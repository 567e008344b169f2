//! Layered configuration: CLI flag > config file > built-in default

use anyhow::{Context, Result};
use serde::{Deserialize, Serialize};
use std::io::Write as _;
use std::path::{Path, PathBuf};
use std::time::Duration;

use crate::frame::DEFAULT_CHUNK_SIZE;

pub const DEFAULT_HOST: &str = "localhost";
pub const DEFAULT_PORT: u16 = 5000;
pub const DEFAULT_LOG_FILE: &str = "Logs/app.log";

pub fn config_dir() -> PathBuf {
    #[cfg(windows)]
    {
        if let Ok(appdata) = std::env::var("APPDATA") {
            return PathBuf::from(appdata).join("gzdrop");
        }
    }
    // Unix-like default
    if let Ok(home) = std::env::var("HOME") {
        return PathBuf::from(home).join(".config").join("gzdrop");
    }
    PathBuf::from(".gzdrop")
}

/// `$GZDROP_CONFIG`, else `<config_dir>/config.toml`.
pub fn config_path() -> PathBuf {
    match std::env::var_os("GZDROP_CONFIG") {
        Some(p) if !p.is_empty() => PathBuf::from(p),
        _ => config_dir().join("config.toml"),
    }
}

#[derive(Clone, Debug, Default, Serialize, Deserialize, PartialEq, Eq)]
#[serde(default)]
pub struct Config {
    pub sender: SenderConfig,
    pub receiver: ReceiverConfig,
    pub log: LogConfig,
}

#[derive(Clone, Debug, Serialize, Deserialize, PartialEq, Eq)]
#[serde(default)]
pub struct SenderConfig {
    pub host: String,
    pub port: u16,
    pub chunk_size: usize,
    pub connect_timeout_ms: u64, // 0 = OS default
    pub io_timeout_ms: u64,      // 0 = no deadline
}

impl Default for SenderConfig {
    fn default() -> Self {
        Self {
            host: DEFAULT_HOST.to_string(),
            port: DEFAULT_PORT,
            chunk_size: DEFAULT_CHUNK_SIZE,
            connect_timeout_ms: 0,
            io_timeout_ms: 0,
        }
    }
}

impl SenderConfig {
    pub fn connect_timeout(&self) -> Option<Duration> {
        millis(self.connect_timeout_ms)
    }

    pub fn io_timeout(&self) -> Option<Duration> {
        millis(self.io_timeout_ms)
    }
}

#[derive(Clone, Debug, Serialize, Deserialize, PartialEq, Eq)]
#[serde(default)]
pub struct ReceiverConfig {
    pub host: String,
    pub port: u16,
    /// Unset: directory of the receiver executable
    pub save_dir: Option<PathBuf>,
    pub keep_listening: bool,
    pub chunk_size: usize,
    pub io_timeout_ms: u64,
}

impl Default for ReceiverConfig {
    fn default() -> Self {
        Self {
            host: DEFAULT_HOST.to_string(),
            port: DEFAULT_PORT,
            save_dir: None,
            keep_listening: false,
            chunk_size: DEFAULT_CHUNK_SIZE,
            io_timeout_ms: 0,
        }
    }
}

impl ReceiverConfig {
    pub fn io_timeout(&self) -> Option<Duration> {
        millis(self.io_timeout_ms)
    }

    /// Configured save dir, else the directory holding the running binary.
    pub fn resolve_save_dir(&self) -> Result<PathBuf> {
        if let Some(dir) = &self.save_dir {
            return Ok(dir.clone());
        }
        let exe = std::env::current_exe().context("locate receiver executable")?;
        Ok(exe
            .parent()
            .map(Path::to_path_buf)
            .unwrap_or_else(|| PathBuf::from(".")))
    }
}

#[derive(Clone, Debug, Serialize, Deserialize, PartialEq, Eq)]
#[serde(default)]
pub struct LogConfig {
    pub file: PathBuf,
    pub keep_rotated: usize,
    pub rotate_interval_secs: u64,
}

impl Default for LogConfig {
    fn default() -> Self {
        Self {
            file: PathBuf::from(DEFAULT_LOG_FILE),
            keep_rotated: 2,
            rotate_interval_secs: 60,
        }
    }
}

fn millis(ms: u64) -> Option<Duration> {
    (ms > 0).then(|| Duration::from_millis(ms))
}

impl Config {
    /// Defaults when the file is missing; an error when it is malformed.
    pub fn load_from(path: &Path) -> Result<Self> {
        match std::fs::read_to_string(path) {
            Ok(data) => toml::from_str(&data)
                .with_context(|| format!("parse config {}", path.display())),
            Err(e) if e.kind() == std::io::ErrorKind::NotFound => Ok(Self::default()),
            Err(e) => Err(e).with_context(|| format!("read config {}", path.display())),
        }
    }

    pub fn load() -> Result<Self> {
        Self::load_from(&config_path())
    }

    /// Atomic write through a temp file in the same directory.
    pub fn save_to(&self, path: &Path) -> Result<()> {
        let dir = path
            .parent()
            .filter(|p| !p.as_os_str().is_empty())
            .map(Path::to_path_buf)
            .unwrap_or_else(|| PathBuf::from("."));
        std::fs::create_dir_all(&dir).ok();
        let data = toml::to_string_pretty(self)?;
        let mut tmp = tempfile::NamedTempFile::new_in(&dir)?;
        tmp.write_all(data.as_bytes())?;
        tmp.flush()?;
        #[cfg(unix)]
        {
            use std::os::unix::fs::PermissionsExt;
            let _ = std::fs::set_permissions(tmp.path(), std::fs::Permissions::from_mode(0o600));
        }
        tmp.persist(path)
            .with_context(|| format!("write config {}", path.display()))?;
        Ok(())
    }

    pub fn to_toml(&self) -> Result<String> {
        Ok(toml::to_string_pretty(self)?)
    }
}
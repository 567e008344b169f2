//! Host/port parsing for transfer targets

use std::fmt;

#[derive(Debug, Clone, PartialEq, Eq)]
pub struct Target {
    pub host: String,
    pub port: u16,
}

impl Target {
    /// `host:port`, bracketing IPv6 literals.
    pub fn addr(&self) -> String {
        if self.host.contains(':') && !self.host.starts_with('[') {
            format!("[{}]:{}", self.host, self.port)
        } else {
            format!("{}:{}", self.host, self.port)
        }
    }
}

impl fmt::Display for Target {
    fn fmt(&self, f: &mut fmt::Formatter<'_>) -> fmt::Result {
        f.write_str(&self.addr())
    }
}

/// Port as typed by a user: an integer in 1..=65535.
pub fn parse_port(raw: &str) -> Result<u16, String> {
    let trimmed = raw.trim();
    if trimmed.is_empty() {
        return Err("port is required".to_string());
    }
    match trimmed.parse::<u32>() {
        Ok(p) if (1..=65535).contains(&p) => Ok(p as u16),
        Ok(p) => Err(format!("port {p} is outside 1-65535")),
        Err(_) => Err(format!("port {trimmed:?} is not a number")),
    }
}

/// Non-empty host with no whitespace.
pub fn validate_host(raw: &str) -> Result<String, String> {
    let host = raw.trim();
    if host.is_empty() {
        return Err("host is required".to_string());
    }
    if host.chars().any(char::is_whitespace) {
        return Err(format!("host {host:?} contains whitespace"));
    }
    Ok(host.trim_start_matches('[').trim_end_matches(']').to_string())
}

/// Parse `[gz://]host[:port]`; the port falls back to `default_port`.
pub fn parse_target(raw: &str, default_port: u16) -> Option<Target> {
    let s = raw.trim();
    let rest = match s.split_once("://") {
        Some((scheme, rest)) if scheme.eq_ignore_ascii_case("gz") => rest,
        Some(_) => return None,
        None => s,
    };
    let rest = rest.trim_end_matches('/');
    if rest.is_empty() {
        return None;
    }

    // [v6]:port
    if let Some(inner) = rest.strip_prefix('[') {
        let (host, after) = inner.split_once(']')?;
        let port = match after.strip_prefix(':') {
            Some(p) => parse_port(p).ok()?,
            None if after.is_empty() => default_port,
            None => return None,
        };
        return Some(Target {
            host: host.to_string(),
            port,
        });
    }

    match rest.rsplit_once(':') {
        // bare v6 literal without brackets
        Some((h, _)) if h.contains(':') => Some(Target {
            host: rest.to_string(),
            port: default_port,
        }),
        Some((h, p)) if !h.is_empty() => Some(Target {
            host: h.to_string(),
            port: parse_port(p).ok()?,
        }),
        Some(_) => None,
        None => Some(Target {
            host: rest.to_string(),
            port: default_port,
        }),
    }
}

#[cfg(test)]
mod tests {
    use super::*;

    #[test]
    fn ports_in_range() {
        assert_eq!(parse_port("5000"), Ok(5000));
        assert_eq!(parse_port(" 1 "), Ok(1));
        assert_eq!(parse_port("65535"), Ok(65535));
        assert!(parse_port("0").is_err());
        assert!(parse_port("65536").is_err());
        assert!(parse_port("-1").is_err());
        assert!(parse_port("http").is_err());
        assert!(parse_port("").is_err());
    }

    #[test]
    fn hosts() {
        assert_eq!(validate_host(" example.org ").unwrap(), "example.org");
        assert_eq!(validate_host("[::1]").unwrap(), "::1");
        assert!(validate_host("").is_err());
        assert!(validate_host("a b").is_err());
    }

    #[test]
    fn targets() {
        assert_eq!(
            parse_target("gz://10.0.0.2:7000/", 5000),
            Some(Target { host: "10.0.0.2".into(), port: 7000 })
        );
        assert_eq!(
            parse_target("localhost", 5000),
            Some(Target { host: "localhost".into(), port: 5000 })
        );
        assert_eq!(
            parse_target("[::1]:9000", 5000),
            Some(Target { host: "::1".into(), port: 9000 })
        );
        assert_eq!(parse_target("::1", 5000).map(|t| t.port), Some(5000));
        assert_eq!(parse_target("http://x:1", 5000), None);
        assert_eq!(parse_target("host:0", 5000), None);
        assert_eq!(parse_target(":80", 5000), None);
    }

    #[test]
    fn v6_addr_is_bracketed() {
        let t = Target { host: "::1".into(), port: 5050 };
        assert_eq!(t.addr(), "[::1]:5050");
        let t = Target { host: "127.0.0.1".into(), port: 5050 };
        assert_eq!(t.to_string(), "127.0.0.1:5050");
    }
}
▬▬▬
- [Exercise goal] Please copy only the lines between the first line of the entries and the line with "Default, Serialize, Deserialize, PartialEq, Eq)]", keeping those two end lines as well, exactly as written.

- [The completed task]
repository 567e008344b169f2
//! Layered configuration: CLI flag > config file > built-in default

use anyhow::{Context, Result};
use serde::{Deserialize, Serialize};
use std::io::Write as _;
use std::path::{Path, PathBuf};
use std::time::Duration;

use crate::frame::DEFAULT_CHUNK_SIZE;

pub const DEFAULT_HOST: &str = "localhost";
pub const DEFAULT_PORT: u16 = 5000;
pub const DEFAULT_LOG_FILE: &str = "Logs/app.log";

pub fn config_dir() -> PathBuf {
    #[cfg(windows)]
    {
        if let Ok(appdata) = std::env::var("APPDATA") {
            return PathBuf::from(appdata).join("gzdrop");
        }
    }
    // Unix-like default
    if let Ok(home) = std::env::var("HOME") {
        return PathBuf::from(home).join(".config").join("gzdrop");
    }
    PathBuf::from(".gzdrop")
}

/// `$GZDROP_CONFIG`, else `<config_dir>/config.toml`.
pub fn config_path() -> PathBuf {
    match std::env::var_os("GZDROP_CONFIG") {
        Some(p) if !p.is_empty() => PathBuf::from(p),
        _ => config_dir().join("config.toml"),
    }
}

#[derive(Clone, Debug, Default, Serialize, Deserialize, PartialEq, Eq)]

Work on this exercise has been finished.